NYU Langone gets $60M gift to expand women’s health services in Midtown

NYU Langone is getting a $60 million gift to ramp up women’s health services in Midtown, it announced Wednesday.

Billionaire philanthropists Allison and Roberto Mignone donated $50 million to the hospital system to expand and integrate primary care, pregnancy services and midlife and sexual health at the existing women’s health clinic at NYU Langone East 53rd Street Ambulatory Care Center. The center – now known as the Mignone Women’s Health Collaborative – includes more than 125 providers across 20 women’s health specialties working under one roof.

In addition to the Mignone family’s gift, hedge fund manager Ken Griffin contributed $10 million to establish a clinic on the second floor focused on women’s well-being and quality of life. The Griffin Healthspan and Vitality Center, which the health system plans to start building next year, will bring together sports medicine and orthopedic doctors to help women stay active as they age, dieticians to offer nutrition guidance and perinatal mental health specialists to address trauma and burnout, according to the health system.

The donation aims to ramp up existing women’s health services at the Midtown clinic. NYU opened the Joan H. Tisch Center for Women’s Health on the Upper East Side in 2011 to establish a central location for women’s health services. Services have since moved to East 53rd Street and grown to include routine cancer screenings, fertility care and high-risk pregnancy services.

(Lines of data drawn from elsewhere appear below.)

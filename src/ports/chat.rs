/// Chat completion port trait
///
/// Single-shot alternative to the chunked pipeline: the whole transcript
/// goes out in one request and formatted meeting notes come back.
/// Implementations: OpenAI chat completions
use crate::error::Result;
use async_trait::async_trait;

/// Port trait for chat-completion services
#[async_trait]
pub trait ChatCompletionPort: Send + Sync {
    /// Produce meeting notes (summary, action points, speaker attributions)
    /// for the full transcript in a single request. Failures surface as
    /// `AppError::Service`.
    async fn meeting_notes(&self, transcript: &str) -> Result<String>;

    /// Get the provider name
    fn provider_name(&self) -> &str;

    /// Check if the service is configured (has API key)
    fn is_configured(&self) -> bool;
}
/// Transcription service port trait
///
/// Defines the interface for ASR (Automatic Speech Recognition) services.
/// Implementations: Whisper (OpenAI-compatible endpoints)
use crate::error::Result;
use async_trait::async_trait;
use serde::{Deserialize, Serialize};

/// Represents a transcription result with segment timings
#[derive(Debug, Clone, Serialize, Deserialize)]
pub struct TranscriptionResult {
    /// Full transcript text
    pub text: String,

    /// Individual segments with start/end timestamps
    pub segments: Vec<TranscriptSegment>,
}

/// Represents a timed span of the transcript
#[derive(Debug, Clone, Serialize, Deserialize)]
pub struct TranscriptSegment {
    /// The transcribed text for this segment
    pub text: String,

    /// Start time in seconds from the beginning of the recording
    pub start_secs: f64,

    /// End time in seconds from the beginning of the recording
    pub end_secs: f64,
}

/// Port trait for transcription services (ASR)
#[async_trait]
pub trait TranscriptionServicePort: Send + Sync {
    /// Transcribe audio from a file path
    async fn transcribe_file(&self, audio_path: &str) -> Result<TranscriptionResult>;

    /// Get the provider name
    fn provider_name(&self) -> &str;

    /// Check if the service is configured (has API key)
    fn is_configured(&self) -> bool;
}
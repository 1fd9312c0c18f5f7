//! Sentence-aware transcript chunking
//!
//! Splits a transcript into chunks that respect a character budget without
//! breaking sentences when avoidable. Sentences longer than the budget are
//! hard-split into budget-sized slices. Feeds the per-chunk summarization
//! pass in `crate::pipeline::reduce`.

use crate::error::{AppError, Result};
use crate::pipeline::text::{char_len, char_windows};
use regex::Regex;

/// A sentence boundary is a run of terminal punctuation followed by
/// whitespace. The regex crate has no lookbehind, so the match covers the
/// punctuation too and the splitter re-attaches it to the left-hand sentence.
const SENTENCE_BOUNDARY: &str = r"[.?!]+\s+";

/// Splits `text` at sentence boundaries, keeping the terminal punctuation
/// with its sentence and dropping the inter-sentence whitespace.
pub(crate) fn split_sentences(text: &str) -> Vec<&str> {
    let boundary = Regex::new(SENTENCE_BOUNDARY).expect("sentence boundary regex is valid");
    let mut sentences = Vec::new();
    let mut start = 0;
    for m in boundary.find_iter(text) {
        let punctuation = m.as_str().trim_end();
        let end = m.start() + punctuation.len();
        let sentence = text[start..end].trim();
        if !sentence.is_empty() {
            sentences.push(sentence);
        }
        start = m.end();
    }
    let tail = text[start..].trim();
    if !tail.is_empty() {
        sentences.push(tail);
    }
    sentences
}

/// Greedily packs whole sentences into chunks of at most `max_chars`
/// characters. A sentence that alone exceeds the budget flushes the pending
/// chunk and is hard-split into `max_chars`-sized slices. Chunk order follows
/// transcript order and no chunk is empty.
pub fn chunk_by_sentences(text: &str, max_chars: usize) -> Result<Vec<String>> {
    if max_chars == 0 {
        return Err(AppError::InvalidInput(
            "chunk size must be greater than zero".to_string(),
        ));
    }

    let mut chunks = Vec::new();
    let mut current = String::new();
    let mut current_chars = 0usize;

    for sentence in split_sentences(text) {
        let sentence_chars = char_len(sentence);
        if sentence_chars > max_chars {
            if !current.trim().is_empty() {
                chunks.push(current.trim().to_string());
            }
            current.clear();
            current_chars = 0;
            for slice in char_windows(sentence, max_chars) {
                let slice = slice.trim();
                if !slice.is_empty() {
                    chunks.push(slice.to_string());
                }
            }
        } else if current_chars + sentence_chars + 1 <= max_chars {
            // The +1 accounts for the joining space.
            current.push(' ');
            current.push_str(sentence);
            current_chars += sentence_chars + 1;
        } else {
            if !current.trim().is_empty() {
                chunks.push(current.trim().to_string());
            }
            current.clear();
            current.push_str(sentence);
            current_chars = sentence_chars;
        }
    }

    if !current.trim().is_empty() {
        chunks.push(current.trim().to_string());
    }

    Ok(chunks)
}
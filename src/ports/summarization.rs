/// Summarization model port trait
///
/// Defines the interface for abstractive summarization models.
/// Implementations: Hugging Face Inference API (BART-style models)
use crate::error::Result;
use async_trait::async_trait;

/// Port trait for summarization models
#[async_trait]
pub trait SummarizationModelPort: Send + Sync {
    /// Summarize `text` into a completion of roughly `min_length` to
    /// `max_length` model tokens. Remote failures, timeouts, and inputs the
    /// model cannot handle all surface as `AppError::ModelInference`.
    async fn summarize(&self, text: &str, max_length: u32, min_length: u32) -> Result<String>;

    /// Get the provider name
    fn provider_name(&self) -> &str;
}
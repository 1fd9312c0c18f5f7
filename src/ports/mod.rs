/// Port trait definitions (interfaces)
///
/// These traits define the contracts for adapters to implement.
/// Following the ports-and-adapters (hexagonal) architecture pattern.
pub mod chat;
pub mod generation;
pub mod summarization;
pub mod tokenizer;
pub mod transcription;

#[cfg(test)]
pub mod mocks;

pub use chat::ChatCompletionPort;
pub use generation::GenerationModelPort;
pub use summarization::SummarizationModelPort;
pub use tokenizer::TokenizerPort;
pub use transcription::{TranscriptSegment, TranscriptionResult, TranscriptionServicePort};

#[cfg(test)]
pub use tokenizer::MockTokenizerPort;
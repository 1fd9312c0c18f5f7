/// Transcript reduction pipeline
///
/// The model-agnostic core of the crate: chunking, retry-and-shrink
/// summarization, hierarchical reduction, and action-item extraction.
/// Everything here talks to models through the ports in `crate::ports`.
pub mod actions;
pub mod chunker;
pub mod reduce;
pub mod summarize;
pub mod text;

pub use actions::{format_bullets, ActionItemExtractor, ExtractorConfig};
pub use chunker::chunk_by_sentences;
pub use reduce::{ReducerConfig, SummaryReducer};
pub use summarize::{ResilientSummarizer, RetryPolicy};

Women’s health has historically been under-researched and underfunded – a phenomenon that has often led women to be diagnosed and treated like “small men,” said Dr. Elizabeth Comen, a breast oncologist and co-director of the Mignone Women’s Health Collaborative. The investment in services at a single clinic that focuses on integration across specialties is valuable not only for convenience, but to help clinicians collaborate, she said.

“You can have the cardiologist talking to the sports medicine doctor, or the menopause specialist talking to a sexual health expert,” Comen said.

In addition to expanding services, the donation will also support women’s health research and education by establishing new women’s health courses at NYU Langone’s Grossman School of Medicine. Comen said that the health system is still designing coursework and did not offer specifics.